Neural Nets in Keras & PyTorch

TensorFlow/Keras
import tensorflow as tf
model = tf.keras.Sequential([
    tf.keras.layers.Dense(64, activation='relu', input_shape=(4,)),
    tf.keras.layers.Dense(32, activation='relu'),
    tf.keras.layers.Dense(1, activation='sigmoid')
])
model.compile(optimizer='adam', loss='mse')
PyTorch
import torch.nn as nn
class Net(nn.Module):
    def __init__(self):
        super().__init__()
        self.fc1 = nn.Linear(4, 8)
        self.fc2 = nn.Linear(8, 4)
        self.out = nn.Linear(4, 1)
    def forward(self, x):
        x = torch.relu(self.fc1(x))
        x = torch.relu(self.fc2(x))
        return torch.sigmoid(self.out(x))

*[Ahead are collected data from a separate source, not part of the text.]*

//! Connection tracking for the room server
//!
//! This module handles the server-side bookkeeping of connected clients:
//! - Client connection lifecycle (connect, disconnect, timeout)
//! - Capacity limits and address lookup
//! - Per-client activity timestamps
//!
//! Clients hold no playback state here; the room anchor is shared by all of
//! them and is sent to each one as a snapshot.

use log::info;
use std::collections::HashMap;
use std::net::SocketAddr;
use std::time::{Duration, Instant};

/// Default silence after which a client is dropped.
pub const DEFAULT_CLIENT_TIMEOUT: Duration = Duration::from_secs(10);

/// A connected client
#[derive(Debug)]
pub struct Client {
    /// Unique client identifier assigned by the server
    pub id: u32,
    /// Network address for sending responses
    pub addr: SocketAddr,
    /// Last time we received any packet from this client
    pub last_seen: Instant,
    /// Resync requests received from this client
    pub resync_requests: u32,
}

impl Client {
    pub fn new(id: u32, addr: SocketAddr) -> Self {
        Self {
            id,
            addr,
            last_seen: Instant::now(),
            resync_requests: 0,
        }
    }

    pub fn touch(&mut self) {
        self.last_seen = Instant::now();
    }

    /// Checks if the client has exceeded the connection timeout
    ///
    /// Returns true if no packets have been received from this client
    /// within the specified timeout duration, indicating a likely disconnect.
    pub fn is_timed_out(&self, timeout: Duration) -> bool {
        self.last_seen.elapsed() > timeout
    }
}

/// Manages all connected clients
///
/// The ClientManager provides centralized control over client connections
/// and enforces the server capacity limit.
pub struct ClientManager {
    /// Connected clients indexed by their unique ID
    clients: HashMap<u32, Client>,
    /// Next available client ID for new connections
    next_client_id: u32,
    /// Maximum number of concurrent clients allowed
    max_clients: usize,
    timeout: Duration,
}

impl ClientManager {
    /// Creates a new client manager with the specified capacity limit
    ///
    /// Client IDs start from 1 and increment for each new connection.
    pub fn new(max_clients: usize, timeout: Duration) -> Self {
        Self {
            clients: HashMap::new(),
            next_client_id: 1,
            max_clients,
            timeout,
        }
    }

    /// Attempts to add a new client connection
    ///
    /// Returns Some(client_id) if successful, None if server is at capacity.
    pub fn add_client(&mut self, addr: SocketAddr) -> Option<u32> {
        if self.clients.len() >= self.max_clients {
            return None;
        }

        let client_id = self.next_client_id;
        self.next_client_id += 1;

        let client = Client::new(client_id, addr);
        info!("Client {} connected from {}", client_id, addr);
        self.clients.insert(client_id, client);

        Some(client_id)
    }

    /// Removes a client from the server
    ///
    /// Returns true if the client was found and removed, false if they were
    /// already gone.
    pub fn remove_client(&mut self, client_id: &u32) -> bool {
        if let Some(client) = self.clients.remove(client_id) {
            info!("Client {} disconnected", client.id);
            true
        } else {
            false
        }
    }

    /// Finds a client ID by their network address
    pub fn find_client_by_addr(&self, addr: SocketAddr) -> Option<u32> {
        self.clients
            .iter()
            .find(|(_, client)| client.addr == addr)
            .map(|(id, _)| *id)
    }

    /// Records activity from `addr`. Returns the client ID if known.
    pub fn touch_addr(&mut self, addr: SocketAddr) -> Option<u32> {
        let client = self.clients.values_mut().find(|c| c.addr == addr)?;
        client.touch();
        Some(client.id)
    }

    pub fn note_resync_request(&mut self, client_id: u32) -> u32 {
        match self.clients.get_mut(&client_id) {
            Some(client) => {
                client.resync_requests += 1;
                client.resync_requests
            }
            None => 0,
        }
    }

    /// Checks for and removes timed-out clients
    ///
    /// Returns the removed client IDs.
    pub fn check_timeouts(&mut self) -> Vec<u32> {
        let timeout = self.timeout;
        let timed_out: Vec<u32> = self
            .clients
            .iter()
            .filter(|(_, client)| client.is_timed_out(timeout))
            .map(|(id, _)| *id)
            .collect();

        for client_id in &timed_out {
            self.remove_client(client_id);
        }

        timed_out
    }

    /// Gets all client IDs and their network addresses
    ///
    /// Used for broadcasting commands and snapshots to every client.
    pub fn get_client_addrs(&self) -> Vec<(u32, SocketAddr)> {
        self.clients
            .iter()
            .map(|(id, client)| (*id, client.addr))
            .collect()
    }

    /// Returns the number of currently connected clients
    pub fn len(&self) -> usize {
        self.clients.len()
    }

    /// Returns true if no clients are currently connected
    pub fn is_empty(&self) -> bool {
        self.clients.is_empty()
    }
}
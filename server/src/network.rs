//! Server network layer handling UDP communications and room coordination

use crate::client_manager::{ClientManager, DEFAULT_CLIENT_TIMEOUT};
use crate::control::{ControlCommand, HELP};
use crate::room::{PlaybackRoom, DEFAULT_COMMAND_LEAD_MS};
use bincode::{deserialize, serialize};
use log::{debug, error, info, warn};
use shared::{Packet, SyncCommand, TimeSource, MAX_PACKET_SIZE, PROTOCOL_VERSION};
use std::net::SocketAddr;
use std::sync::Arc;
use std::time::Duration;
use tokio::io::{AsyncBufReadExt, BufReader};
use tokio::net::UdpSocket;
use tokio::sync::{mpsc, RwLock};
use tokio::time::{interval, sleep, MissedTickBehavior};

pub type ServerError = Box<dyn std::error::Error + Send + Sync>;

/// Messages sent from network tasks to main server loop
#[derive(Debug)]
pub enum ServerMessage {
    PacketReceived {
        packet: Packet,
        addr: SocketAddr,
    },
    ClientTimeout {
        client_id: u32,
    },
    Control(ControlCommand),
    Shutdown,
}

/// Messages sent from the main loop to the sender task
#[derive(Debug)]
pub enum OutboundMessage {
    SendPacket {
        packet: Packet,
        addr: SocketAddr,
    },
    BroadcastPacket {
        packet: Packet,
    },
}

#[derive(Debug, Clone)]
pub struct ServerConfig {
    pub max_clients: usize,
    pub command_lead_ms: i64,
    pub snapshot_interval: Duration,
    pub client_timeout: Duration,
    /// Read operator commands from stdin
    pub read_console: bool,
}

impl Default for ServerConfig {
    fn default() -> Self {
        Self {
            max_clients: 32,
            command_lead_ms: DEFAULT_COMMAND_LEAD_MS,
            snapshot_interval: Duration::from_millis(5_000),
            client_timeout: DEFAULT_CLIENT_TIMEOUT,
            read_console: true,
        }
    }
}

/// Snapshots held back until the pending command has taken effect.
///
/// A snapshot replaces the client's anchor and cancels its pending timers,
/// so sending one inside the lead window would swallow the command.
#[derive(Debug, Default)]
struct DeferredSnapshots {
    broadcast: bool,
    clients: Vec<SocketAddr>,
}

impl DeferredSnapshots {
    fn is_pending(&self) -> bool {
        self.broadcast || !self.clients.is_empty()
    }

    fn add_client(&mut self, addr: SocketAddr) {
        if !self.clients.contains(&addr) {
            self.clients.push(addr);
        }
    }
}

/// Room authority serving one shared playback timeline
pub struct Server {
    socket: Arc<UdpSocket>,
    local_addr: SocketAddr,
    clients: Arc<RwLock<ClientManager>>,
    room: PlaybackRoom,
    time: Arc<dyn TimeSource>,
    config: ServerConfig,
    deferred: DeferredSnapshots,

    // Communication channels
    server_tx: mpsc::UnboundedSender<ServerMessage>,
    server_rx: mpsc::UnboundedReceiver<ServerMessage>,
    outbound_tx: mpsc::UnboundedSender<OutboundMessage>,
    outbound_rx: Option<mpsc::UnboundedReceiver<OutboundMessage>>,
}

transfer learning autodiff GPU

Weight Initialization & Optimizers

Initialization
  • Zero init → symmetry, no learning
  • Small random (0.01) – ok for shallow
  • Xavier/Glorot for sigmoid/tanh
  • He init for ReLU
Optimizers

Batch GD, SGD, Mini-batch. Momentum, Adam, RMSprop adapt learning rates.

optimizer = tf.keras.optimizers.Adam(learning_rate=0.001)

Why do neural networks work?

Universal Approximation Theorem: A feedforward network with a single hidden layer can approximate any continuous function, given sufficient neurons and non-linear activation.

Real‑world usage

Regression & Forecasting

Housing prices, stock trends, energy load.

Classification

Spam detection, credit risk, medical diagnosis.

Feature learning

Autoencoders, embeddings, representation learning.